_WHAT YOU SHOULD DO_
This exercise calls for the listing to be set down exactly.

_THE RECORDS_

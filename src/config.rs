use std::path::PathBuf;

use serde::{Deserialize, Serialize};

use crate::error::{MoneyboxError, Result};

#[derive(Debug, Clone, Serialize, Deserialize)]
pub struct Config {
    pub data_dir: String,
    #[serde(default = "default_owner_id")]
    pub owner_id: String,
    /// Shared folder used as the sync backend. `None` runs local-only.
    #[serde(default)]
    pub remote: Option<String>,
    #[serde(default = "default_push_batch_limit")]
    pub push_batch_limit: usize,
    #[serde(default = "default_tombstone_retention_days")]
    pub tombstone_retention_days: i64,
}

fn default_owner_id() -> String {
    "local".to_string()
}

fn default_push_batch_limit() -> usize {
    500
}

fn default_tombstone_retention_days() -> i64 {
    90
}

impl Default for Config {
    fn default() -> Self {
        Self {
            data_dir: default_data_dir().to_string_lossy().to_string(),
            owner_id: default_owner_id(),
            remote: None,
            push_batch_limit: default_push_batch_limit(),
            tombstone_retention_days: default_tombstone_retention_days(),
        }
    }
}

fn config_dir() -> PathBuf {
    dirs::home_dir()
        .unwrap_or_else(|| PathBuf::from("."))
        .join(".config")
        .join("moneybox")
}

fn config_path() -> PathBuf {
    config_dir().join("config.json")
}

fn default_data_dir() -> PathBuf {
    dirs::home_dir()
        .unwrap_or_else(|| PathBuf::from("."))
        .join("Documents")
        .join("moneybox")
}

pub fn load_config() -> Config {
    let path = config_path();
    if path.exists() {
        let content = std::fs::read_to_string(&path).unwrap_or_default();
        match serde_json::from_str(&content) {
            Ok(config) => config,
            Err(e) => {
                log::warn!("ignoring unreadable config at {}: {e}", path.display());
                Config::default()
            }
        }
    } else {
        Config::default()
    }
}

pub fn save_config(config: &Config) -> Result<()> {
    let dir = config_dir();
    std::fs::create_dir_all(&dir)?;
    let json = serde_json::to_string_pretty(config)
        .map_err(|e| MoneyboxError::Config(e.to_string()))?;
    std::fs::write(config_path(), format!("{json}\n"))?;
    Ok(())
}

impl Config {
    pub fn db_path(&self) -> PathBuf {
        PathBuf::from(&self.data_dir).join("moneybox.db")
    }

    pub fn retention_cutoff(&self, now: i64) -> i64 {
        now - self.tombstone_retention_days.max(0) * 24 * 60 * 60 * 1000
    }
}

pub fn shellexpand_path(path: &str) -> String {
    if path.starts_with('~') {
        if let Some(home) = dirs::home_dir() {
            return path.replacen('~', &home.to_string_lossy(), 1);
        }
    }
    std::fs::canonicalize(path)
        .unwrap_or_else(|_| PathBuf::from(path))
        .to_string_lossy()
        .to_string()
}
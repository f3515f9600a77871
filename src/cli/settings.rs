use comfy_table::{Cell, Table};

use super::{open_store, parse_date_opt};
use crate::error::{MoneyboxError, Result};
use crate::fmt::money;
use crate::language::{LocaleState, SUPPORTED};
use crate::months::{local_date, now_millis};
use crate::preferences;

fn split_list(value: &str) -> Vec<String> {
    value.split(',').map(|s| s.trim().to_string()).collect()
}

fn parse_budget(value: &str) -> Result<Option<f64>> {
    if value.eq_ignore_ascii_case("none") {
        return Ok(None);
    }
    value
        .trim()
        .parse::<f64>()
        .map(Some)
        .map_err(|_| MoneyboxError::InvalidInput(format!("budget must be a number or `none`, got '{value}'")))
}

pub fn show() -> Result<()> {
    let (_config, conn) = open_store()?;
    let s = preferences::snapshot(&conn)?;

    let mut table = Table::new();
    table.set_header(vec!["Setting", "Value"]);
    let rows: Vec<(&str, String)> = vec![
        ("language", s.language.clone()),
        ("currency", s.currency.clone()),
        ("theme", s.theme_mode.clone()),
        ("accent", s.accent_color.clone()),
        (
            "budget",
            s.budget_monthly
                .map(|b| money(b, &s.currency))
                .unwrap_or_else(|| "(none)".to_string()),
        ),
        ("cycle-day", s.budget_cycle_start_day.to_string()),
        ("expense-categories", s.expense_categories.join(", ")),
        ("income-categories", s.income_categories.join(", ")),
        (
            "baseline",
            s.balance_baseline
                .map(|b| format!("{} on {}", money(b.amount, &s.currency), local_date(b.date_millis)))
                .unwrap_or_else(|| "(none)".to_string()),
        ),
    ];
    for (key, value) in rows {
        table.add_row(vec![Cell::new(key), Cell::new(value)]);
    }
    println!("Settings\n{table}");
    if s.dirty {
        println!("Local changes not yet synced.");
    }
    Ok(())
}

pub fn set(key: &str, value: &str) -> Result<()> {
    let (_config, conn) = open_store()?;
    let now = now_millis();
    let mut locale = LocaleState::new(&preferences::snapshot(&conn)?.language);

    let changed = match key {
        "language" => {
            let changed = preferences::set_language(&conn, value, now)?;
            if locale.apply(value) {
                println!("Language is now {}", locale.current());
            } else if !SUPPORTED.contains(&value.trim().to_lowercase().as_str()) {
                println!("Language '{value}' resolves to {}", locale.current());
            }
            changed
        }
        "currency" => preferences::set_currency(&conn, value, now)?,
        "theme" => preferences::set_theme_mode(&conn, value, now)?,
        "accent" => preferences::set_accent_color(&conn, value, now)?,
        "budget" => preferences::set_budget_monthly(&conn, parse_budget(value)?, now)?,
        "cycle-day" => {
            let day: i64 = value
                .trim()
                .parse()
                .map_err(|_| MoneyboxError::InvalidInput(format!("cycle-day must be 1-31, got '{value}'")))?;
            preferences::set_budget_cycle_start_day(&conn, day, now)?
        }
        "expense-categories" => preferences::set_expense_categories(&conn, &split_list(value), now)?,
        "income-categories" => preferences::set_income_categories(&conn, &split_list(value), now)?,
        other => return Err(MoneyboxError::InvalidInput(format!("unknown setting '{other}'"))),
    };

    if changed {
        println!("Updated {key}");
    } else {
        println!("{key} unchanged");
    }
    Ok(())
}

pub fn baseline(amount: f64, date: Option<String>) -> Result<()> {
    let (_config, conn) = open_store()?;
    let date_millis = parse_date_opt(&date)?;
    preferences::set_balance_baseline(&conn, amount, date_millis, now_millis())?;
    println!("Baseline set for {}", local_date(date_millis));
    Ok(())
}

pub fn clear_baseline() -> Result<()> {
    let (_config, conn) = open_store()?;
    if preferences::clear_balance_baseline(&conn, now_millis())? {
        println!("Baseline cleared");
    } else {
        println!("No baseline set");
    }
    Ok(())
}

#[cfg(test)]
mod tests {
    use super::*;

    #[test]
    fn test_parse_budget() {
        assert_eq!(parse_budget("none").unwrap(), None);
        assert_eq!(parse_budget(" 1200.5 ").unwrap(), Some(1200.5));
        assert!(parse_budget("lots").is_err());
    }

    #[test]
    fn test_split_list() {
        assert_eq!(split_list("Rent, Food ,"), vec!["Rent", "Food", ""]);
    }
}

_WRITTEN SOLUTION_
filename src/config.rs
use std::path::PathBuf;

use serde::{Deserialize, Serialize};

use crate::error::{MoneyboxError, Result};

#[derive(Debug, Clone, Serialize, Deserialize)]
pub struct Config {
    pub data_dir: String,
    #[serde(default = "default_owner_id")]
    pub owner_id: String,
    /// Shared folder used as the sync backend. `None` runs local-only.
    #[serde(default)]
    pub remote: Option<String>,
    #[serde(default = "default_push_batch_limit")]
    pub push_batch_limit: usize,
    #[serde(default = "default_tombstone_retention_days")]
    pub tombstone_retention_days: i64,
}

fn default_owner_id() -> String {
    "local".to_string()
}

fn default_push_batch_limit() -> usize {
    500
}

fn default_tombstone_retention_days() -> i64 {
    90
}

impl Default for Config {
    fn default() -> Self {
        Self {
            data_dir: default_data_dir().to_string_lossy().to_string(),
            owner_id: default_owner_id(),
            remote: None,
            push_batch_limit: default_push_batch_limit(),
            tombstone_retention_days: default_tombstone_retention_days(),
        }
    }
}

fn config_dir() -> PathBuf {
    dirs::home_dir()
        .unwrap_or_else(|| PathBuf::from("."))
        .join(".config")
        .join("moneybox")
}

fn config_path() -> PathBuf {
    config_dir().join("config.json")
}

fn default_data_dir() -> PathBuf {
    dirs::home_dir()
        .unwrap_or_else(|| PathBuf::from("."))
        .join("Documents")
        .join("moneybox")
}

pub fn load_config() -> Config {
    let path = config_path();
    if path.exists() {
        let content = std::fs::read_to_string(&path).unwrap_or_default();
        match serde_json::from_str(&content) {
            Ok(config) => config,
            Err(e) => {
                log::warn!("ignoring unreadable config at {}: {e}", path.display());
                Config::default()
            }
        }
    } else {
        Config::default()
    }
}

pub fn save_config(config: &Config) -> Result<()> {
    let dir = config_dir();
    std::fs::create_dir_all(&dir)?;
    let json = serde_json::to_string_pretty(config)
        .map_err(|e| MoneyboxError::Config(e.to_string()))?;
    std::fs::write(config_path(), format!("{json}\n"))?;
    Ok(())
}

impl Config {
    pub fn db_path(&self) -> PathBuf {
        PathBuf::from(&self.data_dir).join("moneybox.db")
    }

    pub fn retention_cutoff(&self, now: i64) -> i64 {
        now - self.tombstone_retention_days.max(0) * 24 * 60 * 60 * 1000
    }
}

pub fn shellexpand_path(path: &str) -> String {
    if path.starts_with('~') {
        if let Some(home) = dirs::home_dir() {
            return path.replacen('~', &home.to_string_lossy(), 1);
        }
    }
    std::fs::canonicalize(path)
        .unwrap_or_else(|_| PathBuf::from(path))
        .to_string_lossy()
        .to_string()
}
repository f3515f9600a77871
filename src/cli/settings.rs
use comfy_table::{Cell, Table};

use super::{open_store, parse_date_opt};
use crate::error::{MoneyboxError, Result};
use crate::fmt::money;
use crate::language::{LocaleState, SUPPORTED};
use crate::months::{local_date, now_millis};
use crate::preferences;

fn split_list(value: &str) -> Vec<String> {
    value.split(',').map(|s| s.trim().to_string()).collect()
}

fn parse_budget(value: &str) -> Result<Option<f64>> {
    if value.eq_ignore_ascii_case("none") {
        return Ok(None);
    }
    value
        .trim()
        .parse::<f64>()
        .map(Some)
        .map_err(|_| MoneyboxError::InvalidInput(format!("budget must be a number or `none`, got '{value}'")))
}

pub fn show() -> Result<()> {
    let (_config, conn) = open_store()?;
    let s = preferences::snapshot(&conn)?;

    let mut table = Table::new();
    table.set_header(vec!["Setting", "Value"]);
    let rows: Vec<(&str, String)> = vec![
        ("language", s.language.clone()),
        ("currency", s.currency.clone()),
        ("theme", s.theme_mode.clone()),
        ("accent", s.accent_color.clone()),
        (
            "budget",
            s.budget_monthly
                .map(|b| money(b, &s.currency))
                .unwrap_or_else(|| "(none)".to_string()),
        ),
        ("cycle-day", s.budget_cycle_start_day.to_string()),
        ("expense-categories", s.expense_categories.join(", ")),
        ("income-categories", s.income_categories.join(", ")),
        (
            "baseline",
            s.balance_baseline
                .map(|b| format!("{} on {}", money(b.amount, &s.currency), local_date(b.date_millis)))
                .unwrap_or_else(|| "(none)".to_string()),
        ),
    ];
    for (key, value) in rows {
        table.add_row(vec![Cell::new(key), Cell::new(value)]);
    }
    println!("Settings\n{table}");
    if s.dirty {
        println!("Local changes not yet synced.");
    }
    Ok(())
}

pub fn set(key: &str, value: &str) -> Result<()> {
    let (_config, conn) = open_store()?;
    let now = now_millis();
    let mut locale = LocaleState::new(&preferences::snapshot(&conn)?.language);

    let changed = match key {
        "language" => {
            let changed = preferences::set_language(&conn, value, now)?;
            if locale.apply(value) {
                println!("Language is now {}", locale.current());
            } else if !SUPPORTED.contains(&value.trim().to_lowercase().as_str()) {
                println!("Language '{value}' resolves to {}", locale.current());
            }
            changed
        }
        "currency" => preferences::set_currency(&conn, value, now)?,
        "theme" => preferences::set_theme_mode(&conn, value, now)?,
        "accent" => preferences::set_accent_color(&conn, value, now)?,
        "budget" => preferences::set_budget_monthly(&conn, parse_budget(value)?, now)?,
        "cycle-day" => {
            let day: i64 = value
                .trim()
                .parse()
                .map_err(|_| MoneyboxError::InvalidInput(format!("cycle-day must be 1-31, got '{value}'")))?;
            preferences::set_budget_cycle_start_day(&conn, day, now)?
        }
        "expense-categories" => preferences::set_expense_categories(&conn, &split_list(value), now)?,
        "income-categories" => preferences::set_income_categories(&conn, &split_list(value), now)?,
        other => return Err(MoneyboxError::InvalidInput(format!("unknown setting '{other}'"))),
    };

    if changed {
        println!("Updated {key}");
    } else {
        println!("{key} unchanged");
    }
    Ok(())
}

pub fn baseline(amount: f64, date: Option<String>) -> Result<()> {
    let (_config, conn) = open_store()?;
    let date_millis = parse_date_opt(&date)?;
    preferences::set_balance_baseline(&conn, amount, date_millis, now_millis())?;
    println!("Baseline set for {}", local_date(date_millis));
    Ok(())
}

pub fn clear_baseline() -> Result<()> {
    let (_config, conn) = open_store()?;
    if preferences::clear_balance_baseline(&conn, now_millis())? {
        println!("Baseline cleared");
    } else {
        println!("No baseline set");
    }
    Ok(())
}

#[cfg(test)]
mod tests {
    use super::*;

    #[test]
    fn test_parse_budget() {
        assert_eq!(parse_budget("none").unwrap(), None);
        assert_eq!(parse_budget(" 1200.5 ").unwrap(), Some(1200.5));
        assert!(parse_budget("lots").is_err());
    }

    #[test]
    fn test_split_list() {
        assert_eq!(split_list("Rent, Food ,"), vec!["Rent", "Food", ""]);
    }
}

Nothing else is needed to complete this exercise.